Does anyone have an ideas on this one? I want to nip this in the bud!
Kristina
And a follow-up today:
Incidentally, we've tried sticker charts; no luck. Now we're using a marble jar, and that seems to be working a little bit - at least for now.Kristina
As I am trying valiantly to get my family's winter clothes washed and ready for the chill that's too suddenly upon us in northern Virginia, I promised Kristina I'd post this for your wisdom.
I also remember I have written somewhere about breaking bad habits, so I will dig that up and post it next.
Update: here it is: Helping children break bad habits.
But please - we all benefit from sharing our experience.
Don't forget prayer!!!
Posted in Mothering, Preschoolers | Permalink
Comments
I wish I could offer some advice but I, too, will be watching this column for some sage advice. I have a couple of kids that are on the high IQ side of the house and I think some of it has to do with a combination of respect and intellect. That whole "too big for their britches" concept because somewhere along the way (believe me, it happens as young as 2), a child got it into their head that they were smarter than their parent. Now I battle it on a constant basis... so trust me, I'll be looking for some advice on how to effectively handle this.

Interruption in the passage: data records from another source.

//! Remote operations the pipeline depends on.
//!
//! The gateway is the only place where network or storage transport lives.
//! Every reply echoes the request checksum so results that complete out of
//! order can be correlated back to their record.

pub mod memory;

use async_trait::async_trait;
use bytes::Bytes;
use serde::{Deserialize, Serialize};
use std::fmt;
use thiserror::Error;

use crate::{AttachmentId, BlobId, BlobState, Checksum, OwnerId};

/// Result type for gateway calls
pub type GatewayResult<T> = Result<T, GatewayError>;

/// What a gateway call can fail with
#[derive(Error, Debug)]
pub enum GatewayError {
    /// The remote side answered with a failure response
    #[error("Gateway rejected request for {checksum}: {message}")]
    Rejected { checksum: Checksum, message: String },

    /// The call itself blew up (network, serialization, panicking client, ...)
    #[error("Gateway transport error: {source}")]
    Transport {
        #[source]
        source: Box<dyn std::error::Error + Send + Sync>,
    },
}

impl GatewayError {
    /// Create a failure response
    pub fn rejected<S: Into<String>>(checksum: &Checksum, message: S) -> Self {
        Self::Rejected {
            checksum: checksum.clone(),
            message: message.into(),
        }
    }

    /// Create a transport error from any error type
    pub fn transport<E>(error: E) -> Self
    where
        E: std::error::Error + Send + Sync + 'static,
    {
        Self::Transport {
            source: Box::new(error),
        }
    }

    /// Message to surface on the record
    pub fn message(&self) -> String {
        match self {
            Self::Rejected { message, .. } => message.clone(),
            Self::Transport { source } => source.to_string(),
        }
    }
}

/// The five mutating pipeline steps
#[derive(Debug, Clone, Copy, PartialEq, Eq, Hash, Serialize, Deserialize)]
pub enum Step {
    RequestSlot,
    Transfer,
    Register,
    Link,
    Unlink,
}

impl Step {
    /// Message used when a failure carries no text of its own
    pub fn generic_failure(&self) -> &'static str {
        match self {
            Self::RequestSlot => "Failed to request upload slot",
            Self::Transfer => "Failed to transfer file",
            Self::Register => "Failed to register blob",
            Self::Link => "Failed to link attachment",
            Self::Unlink => "Failed to unlink blob",
        }
    }

    /// In-flight marker a record sits in while this step's call is outstanding
    pub fn pending_state(&self) -> BlobState {
        match self {
            Self::RequestSlot => BlobState::RequestingSlot,
            Self::Transfer => BlobState::Transferring,
            Self::Register => BlobState::Registering,
            Self::Link => BlobState::Linking,
            Self::Unlink => BlobState::Unlinking,
        }
    }

    /// Stable state a failed call parks the record in
    pub fn parked_state(&self) -> BlobState {
        self.pending_state().stable_predecessor()
    }
}

impl fmt::Display for Step {
    fn fmt(&self, f: &mut fmt::Formatter<'_>) -> fmt::Result {
        f.write_str(Operation::from(*self).name())
    }
}

/// Every gateway operation, mutating or not
#[derive(Debug, Clone, Copy, PartialEq, Eq, Hash, Serialize, Deserialize)]
pub enum Operation {
    RequestSlot,
    Transfer,
    Register,
    Link,
    Unlink,
    FetchPreview,
}

impl Operation {
    pub const ALL: [Operation; 6] = [
        Operation::RequestSlot,
        Operation::Transfer,
        Operation::Register,
        Operation::Link,
        Operation::Unlink,
        Operation::FetchPreview,
    ];

    pub fn name(&self) -> &'static str {
        match self {
            Self::RequestSlot => "request_upload_slot",
            Self::Transfer => "transfer_file",
            Self::Register => "register_blob",
            Self::Link => "link_attachment",
            Self::Unlink => "unlink_attachment",
            Self::FetchPreview => "fetch_preview_url",
        }
    }

    pub(crate) fn index(&self) -> usize {
        match self {
            Self::RequestSlot => 0,
            Self::Transfer => 1,
            Self::Register => 2,
            Self::Link => 3,
            Self::Unlink => 4,
            Self::FetchPreview => 5,
        }
    }
}

impl From<Step> for Operation {
    fn from(step: Step) -> Self {
        match step {
            Step::RequestSlot => Self::RequestSlot,
            Step::Transfer => Self::Transfer,
            Step::Register => Self::Register,
            Step::Link => Self::Link,
            Step::Unlink => Self::Unlink,
        }
    }
}

impl fmt::Display for Operation {
    fn fmt(&self, f: &mut fmt::Formatter<'_>) -> fmt::Result {
        f.write_str(self.name())
    }
}

/// Ask for a destination to upload a file to
#[derive(Debug, Clone, PartialEq, Eq)]
pub struct SlotRequest {
    pub checksum: Checksum,
    pub name: String,
    pub mime_type: String,
    pub size: u64,
}

/// Upload slot issued by the server.
///
/// Three shapes are meaningful:
/// - `upload_url` + `storage_key`: transfer the bytes next
/// - `storage_key` + `blob_id`: the server already holds a finalized blob
/// - `storage_key` only: the bytes are already stored, register next
#[derive(Debug, Clone, PartialEq, Eq, Serialize, Deserialize)]
pub struct SlotGrant {
    pub checksum: Checksum,
    pub upload_url: Option<String>,
    pub storage_key: String,
    pub blob_id: Option<BlobId>,
    pub preview_url: Option<String>,
    pub url: Option<String>,
}

/// Push the raw bytes to the issued upload URL.
///
/// The bytes are shared with the collection, not copied.
#[derive(Debug, Clone, PartialEq, Eq)]
pub struct TransferRequest {
    pub checksum: Checksum,
    pub upload_url: String,
    pub file: Bytes,
}

#[derive(Debug, Clone, PartialEq, Eq, Serialize, Deserialize)]
pub struct TransferReceipt {
    pub checksum: Checksum,
}

/// Create the durable blob record for stored bytes
#[derive(Debug, Clone, PartialEq, Eq)]
pub struct RegisterRequest {
    pub checksum: Checksum,
    pub storage_key: String,
    pub name: String,
    pub mime_type: String,
    pub size: u64,
}

#[derive(Debug, Clone, PartialEq, Eq, Serialize, Deserialize)]
pub struct Registration {
    pub checksum: Checksum,
    pub blob_id: BlobId,
    pub storage_key: String,
    pub url: String,
    pub preview_url: Option<String>,
}

/// Associate a registered blob with its owner
#[derive(Debug, Clone, PartialEq, Eq)]
pub struct LinkRequest {
    pub checksum: Checksum,
    pub blob_id: BlobId,
    pub owner_id: OwnerId,
    pub owner_type: String,
}

#[derive(Debug, Clone, PartialEq, Eq, Serialize, Deserialize)]
pub struct LinkReceipt {
    pub checksum: Checksum,
    pub attachment_id: AttachmentId,
}

/// Remove the association between blob and owner
#[derive(Debug, Clone, PartialEq, Eq)]
pub struct UnlinkRequest {
    pub checksum: Checksum,
    pub attachment_id: AttachmentId,
}

#[derive(Debug, Clone, PartialEq, Eq, Serialize, Deserialize)]
pub struct UnlinkReceipt {
    pub checksum: Checksum,
}

/// Resolve a displayable URL for a stored object
#[derive(Debug, Clone, PartialEq, Eq)]
pub struct PreviewRequest {
    pub checksum: Checksum,
    pub storage_key: String,
}

#[derive(Debug, Clone, PartialEq, Eq, Serialize, Deserialize)]
pub struct PreviewReceipt {
    pub checksum: Checksum,
    pub preview_url: String,
}

/// Remote operations behind the upload pipeline - implemented by the host
#[async_trait]
pub trait MutationGateway: Send + Sync {
    /// Request an upload slot (URL and/or key) for a file
    async fn request_upload_slot(&self, request: &SlotRequest) -> GatewayResult<SlotGrant>;

    /// Transfer file bytes directly to the object store
    async fn transfer_file(&self, request: &TransferRequest) -> GatewayResult<TransferReceipt>;

    /// Register the stored object as a durable blob record
    async fn register_blob(&self, request: &RegisterRequest) -> GatewayResult<Registration>;

    /// Link a registered blob to its owner
    async fn link_attachment(&self, request: &LinkRequest) -> GatewayResult<LinkReceipt>;

    /// Unlink an attachment
    async fn unlink_attachment(&self, request: &UnlinkRequest) -> GatewayResult<UnlinkReceipt>;

    /// Fetch a preview URL for a stored object
    async fn fetch_preview_url(&self, request: &PreviewRequest) -> GatewayResult<PreviewReceipt>;
}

Posted by: Dirtdartwife | October 15, 2009 9:45 AM
My favorite phrase from my four-year old is, "Yes, Momma." I've finally gotten her trained so that when I have spoken the final word on whatever we're talking about or asked her to do something, she'll use that phrase. It lets me know that she really heard me & it reminds us both that what I've said is the end of that conversation. She's actually teaching my three-year old, so we'll see what happens with him soon enough.
She has had issues in the past (nothing quite as serious as it sounds like in the post, though) with using "but..." "yes, but..." "actually..." to prolong/argue with what's been decreed by momma & daddy. I just started saying to her that if she heard me, I needed to hear, "Yes, Momma," so that I knew she had heard me. It seemed that it nearly immediately curbed that impulse to argue & continue on even though I'd told her what my decision was. Now I can just give her a look to make sure she understood & she'll say that magical phrase on her own :)
Posted by: Dianna Cooper | October 15, 2009 11:17 AM
Hah! I like the "Yes Momma" idea Dianna.
Reminds me of what my dad (2nd gen Italian) used to say do us when we were arguing back with him. He'd end the discussion with a firm, "CAPITE?!" and we say, (usually mumble:), "Capite." End of arguement:).
Capite = understand in Italian:).
Posted by: Sarah | October 15, 2009 1:01 PM
Have you looked into The Kazdin Method? In it, Dr. Kazdin outlines a positive rewards system for kids that age. It feels a little bit cheerleader-y but it works well. It's not a moral program, it is strictly a behavior modification program. I use it at present along with my regular Bible teaching program and Bible verses. I wasn't sure about it at first, but it really works because all kids want to be acceptable and get positive reinforcement for their actions. We all want that. The program isn't for all age kids, but it seems to be perfect for preschool age kids who want to grow up and be more adult like and for Mommies who want their kids to stop a particular unwanted behavior.
BTW- There is only one thing I disagree with Dr, Kazdin about and it is his reaction to "Spare the rod and spoil the child". I think he has had a lot of exposure to parents who are of a certain mindset and it colors his thinking. I believe if he studied the verse and it's context in detail, he might see a very different meaning and how it can be applied in a positive and beneficial manner.
At any rate, a friend of my has a child in preschool who was throwing 90 minute tantrums of epic proportions and all methods where failing (spanking, time outs, special mommy time, reasoning etc). So after applying this program he is almost tantrum free. Frankly, the mom is right in line with Barbara's take on teaching preschoolers in a Montessori manner. So I hope all this info helps you Kristina!